*How to complete this task*: Print the data that follows exactly as it stands, from its first line through the line containing "selector) hold a", and stop there.

=== Section Start ===

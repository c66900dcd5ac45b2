#![deny(
    trivial_numeric_casts,
    missing_docs,
    unsafe_code,
    unstable_features,
    unused_import_braces,
    unused_qualifications,
    unused_extern_crates,
    unused_results
)]
#![warn(rust_2021_compatibility, unreachable_pub)]

//! The field class tree: the recursive description of the shape a
//! field takes, from scalars (`bool`, integers, reals, strings) up
//! through composites (structures, arrays, options, variants).
//!
//! A [`FieldClass`] owns its children outright (`Box`, never `Rc`): a
//! field class belongs to exactly one parent and, transitively, to
//! exactly one trace class. This is enforced by the type system rather
//! than by a runtime check — there is no way to attach the same
//! [`FieldClass`] value under two parents, because attaching one moves
//! it.
//!
//! Field classes referencing an anterior field (a dynamic array's
//! length, an option's or variant's selector) hold a
//! [`scope::Link`] rather than a raw reference to that field, since the
//! anterior field lives in a different part of the same owned tree and
//! cannot be borrowed from here.
//!
//! Freezing is transitive and viral: freezing a field class recursively
//! freezes every field class nested within it, and a frozen field
//! class (or any container that already contains one) rejects further
//! mutation.

mod kind;
mod scope;
mod shapes;

pub use kind::{type_is, FieldClassType};
pub use scope::{FieldClassTag, FieldLocation, FieldPath, Link, Scope};
pub use shapes::{
    BitArrayFc, BitArrayFlag, DynamicArrayFc, DynamicArrayWithLengthFc, DynamicBlobFc, DynamicBlobWithLengthFc,
    EnumerationFc, EnumerationMapping, FieldClassShape, IntegerDisplayBase, IntegerFc, OptionFc,
    OptionWithBoolSelectorFc, OptionWithIntegerSelectorFc, StaticArrayFc, StaticBlobFc, StructureFc, StructureMember,
    VariantFc, VariantOption, VariantSelectorOption, VariantWithSelectorFc,
};

use flowtrace_attrs::UserAttributes;
use flowtrace_ranges::{RangeSet, Signedness};
use thiserror::Error;

/// Errors raised while constructing or mutating a field class.
#[derive(Error, Debug, Clone, PartialEq, Eq)]
#[non_exhaustive]
pub enum Error {
    /// An integer or bit-array length was zero or exceeded 64 bits.
    #[error("invalid field length in bits: {length} (must be in 1..=64)")]
    InvalidLength {
        /// The rejected length.
        length: u64,
    },

    /// Two flags, mappings, or members share a label/name that must be
    /// unique within their container.
    #[error("duplicate label {label:?} in {container}")]
    DuplicateLabel {
        /// The container field class kind (e.g. `"bit-array"`,
        /// `"structure"`).
        container: &'static str,
        /// The label or name that was already present.
        label: String,
    },

    /// A range set passed the wrong [`Signedness`] for its container.
    #[error("range signedness mismatch: expected {expected:?}, got {actual:?}")]
    SignednessMismatch {
        /// The signedness required by the container.
        expected: Signedness,
        /// The signedness actually supplied.
        actual: Signedness,
    },

    /// Two options of the same selector-bearing variant (or two flags
    /// of the same bit-array) have overlapping ranges where disjoint
    /// ranges are required.
    #[error("overlapping ranges in {container}")]
    OverlappingRanges {
        /// The container field class kind.
        container: &'static str,
    },

    /// A variant or a structure was built with zero options/members
    /// where at least one is required.
    #[error("{container} must have at least one {item}")]
    Empty {
        /// The container field class kind.
        container: &'static str,
        /// What is missing (e.g. `"option"`, `"member"`).
        item: &'static str,
    },

    /// A construct requiring a minimum Message Interchange Protocol
    /// version was attempted below it (e.g. blobs, unnamed variant
    /// options — MIP >= 1 only).
    #[error("{what} requires MIP >= {required}, trace class is MIP {actual}")]
    MipTooLow {
        /// What required the higher MIP version.
        what: &'static str,
        /// The minimum MIP version required.
        required: u8,
        /// The MIP version actually in use.
        actual: u8,
    },

    /// A mutating operation (appending a member, a flag, a mapping, an
    /// option) was attempted on a field class that has already been
    /// frozen.
    #[error("field class is frozen and cannot be mutated")]
    Frozen,

    /// Propagated from the underlying range/range-set construction.
    #[error(transparent)]
    Range(#[from] flowtrace_ranges::Error),
}

/// The Message Interchange Protocol version a field class tree is
/// built against. Only `0` and `AtLeastOne` affect construction rules
/// here (blobs and unnamed variant options require `AtLeastOne`);
/// higher graduations within MIP >= 1 are not distinguished at this
/// layer.
#[derive(Clone, Copy, Debug, PartialEq, Eq, Hash)]
pub enum Mip {
    /// MIP 0: field paths are index-based, blobs don't exist, variant
    /// options must be named.
    Zero,
    /// MIP >= 1: field locations are name-based, blobs are available,
    /// variant options may be unnamed.
    AtLeastOne,
}

impl Mip {
    fn require_at_least_one(self, what: &'static str) -> Result<(), Error> {
        match self {
            Mip::AtLeastOne => Ok(()),
            Mip::Zero => Err(Error::MipTooLow {
                what,
                required: 1,
                actual: 0,
            }),
        }
    }
}

/// A node in the field class tree.
///
/// Every field class carries a process-wide [`FieldClassTag`] assigned
/// at construction (used to resolve MIP 0 links post-hoc), an
/// arbitrary bag of [`UserAttributes`], and a frozen flag set the
/// first time the field class (or an ancestor of it) is attached to a
/// frozen trace class.
#[derive(Clone, Debug, PartialEq, Eq)]
pub struct FieldClass {
    tag: FieldClassTag,
    shape: FieldClassShape,
    user_attributes: UserAttributes,
    frozen: bool,
}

=== Section End ===

*Reply*:
repository c66900dcd5ac45b2
#![deny(
    trivial_numeric_casts,
    missing_docs,
    unsafe_code,
    unstable_features,
    unused_import_braces,
    unused_qualifications,
    unused_extern_crates,
    unused_results
)]
#![warn(rust_2021_compatibility, unreachable_pub)]

//! The field class tree: the recursive description of the shape a
//! field takes, from scalars (`bool`, integers, reals, strings) up
//! through composites (structures, arrays, options, variants).
//!
//! A [`FieldClass`] owns its children outright (`Box`, never `Rc`): a
//! field class belongs to exactly one parent and, transitively, to
//! exactly one trace class. This is enforced by the type system rather
//! than by a runtime check — there is no way to attach the same
//! [`FieldClass`] value under two parents, because attaching one moves
//! it.
//!
//! Field classes referencing an anterior field (a dynamic array's
//! length, an option's or variant's selector) hold a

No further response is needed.